▶ _Exercise description_
Copy each entry below exactly.

▶ _Data for this exercise_
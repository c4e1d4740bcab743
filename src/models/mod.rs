pub mod attestation;
pub mod credential;
pub mod did;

▶ _Exercise solution_
repository c4e1d4740bcab743
filename src/models/mod.rs
pub mod attestation;
pub mod credential;
pub mod did;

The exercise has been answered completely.